Saved entries:
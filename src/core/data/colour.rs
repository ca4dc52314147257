/// Alpha byte of every packed pixel. The channel is reserved, always opaque.
pub const OPAQUE_ALPHA: u32 = 0xFF00_0000;

#[derive(Debug, Copy, Clone, PartialEq, Eq)]
pub struct Colour {
    pub r: u8,
    pub g: u8,
    pub b: u8,
}

impl Colour {
    pub const BLACK: Colour = Colour { r: 0, g: 0, b: 0 };

    /// Packs into a 32-bit ARGB8888 value.
    #[must_use]
    pub fn to_argb(self) -> u32 {
        OPAQUE_ALPHA | (u32::from(self.r) << 16) | (u32::from(self.g) << 8) | u32::from(self.b)
    }
}

#[cfg(test)]
mod tests {
    use super::*;

    #[test]
    fn test_to_argb_channel_layout() {
        let colour = Colour {
            r: 0x12,
            g: 0x34,
            b: 0x56,
        };

        assert_eq!(colour.to_argb(), 0xFF12_3456);
    }

    #[test]
    fn test_black_is_opaque() {
        assert_eq!(Colour::BLACK.to_argb(), 0xFF00_0000);
    }
}
use crate::core::actions::compute_frame::ports::colour_map::ColourMap;
use crate::core::data::colour::Colour;
use crate::core::fractals::mandelbrot::colour_map::MandelbrotColourMap;
use crate::core::fractals::mandelbrot::colour_maps::kinds::MandelbrotColourMapKind;

/// Black → red → orange → yellow → white across the iteration budget.
#[derive(Debug)]
pub struct MandelbrotFireGradient {
    max_iterations: u32,
}

impl ColourMap<u32> for MandelbrotFireGradient {
    fn map(&self, iterations: u32) -> Colour {
        if iterations >= self.max_iterations {
            return Colour::BLACK;
        }

        let t = f64::from(iterations) / f64::from(self.max_iterations);

        let (r, g, b) = if t < 0.25 {
            ((t / 0.25 * 255.0) as u8, 0, 0)
        } else if t < 0.5 {
            (255, ((t - 0.25) / 0.25 * 165.0) as u8, 0)
        } else if t < 0.75 {
            (255, (165.0 + (t - 0.5) / 0.25 * 90.0) as u8, 0)
        } else {
            (255, 255, ((t - 0.75) / 0.25 * 255.0) as u8)
        };

        Colour { r, g, b }
    }

    fn display_name(&self) -> &str {
        self.kind().display_name()
    }
}

impl MandelbrotColourMap for MandelbrotFireGradient {
    fn kind(&self) -> MandelbrotColourMapKind {
        MandelbrotColourMapKind::FireGradient
    }
}

impl MandelbrotFireGradient {
    #[must_use]
    pub fn new(max_iterations: u32) -> Self {
        Self { max_iterations }
    }
}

◆ **What you need to do**:
Tally up the lines in the records containing the word "derive", then give the count and nothing else.

◆ **Task result**:
2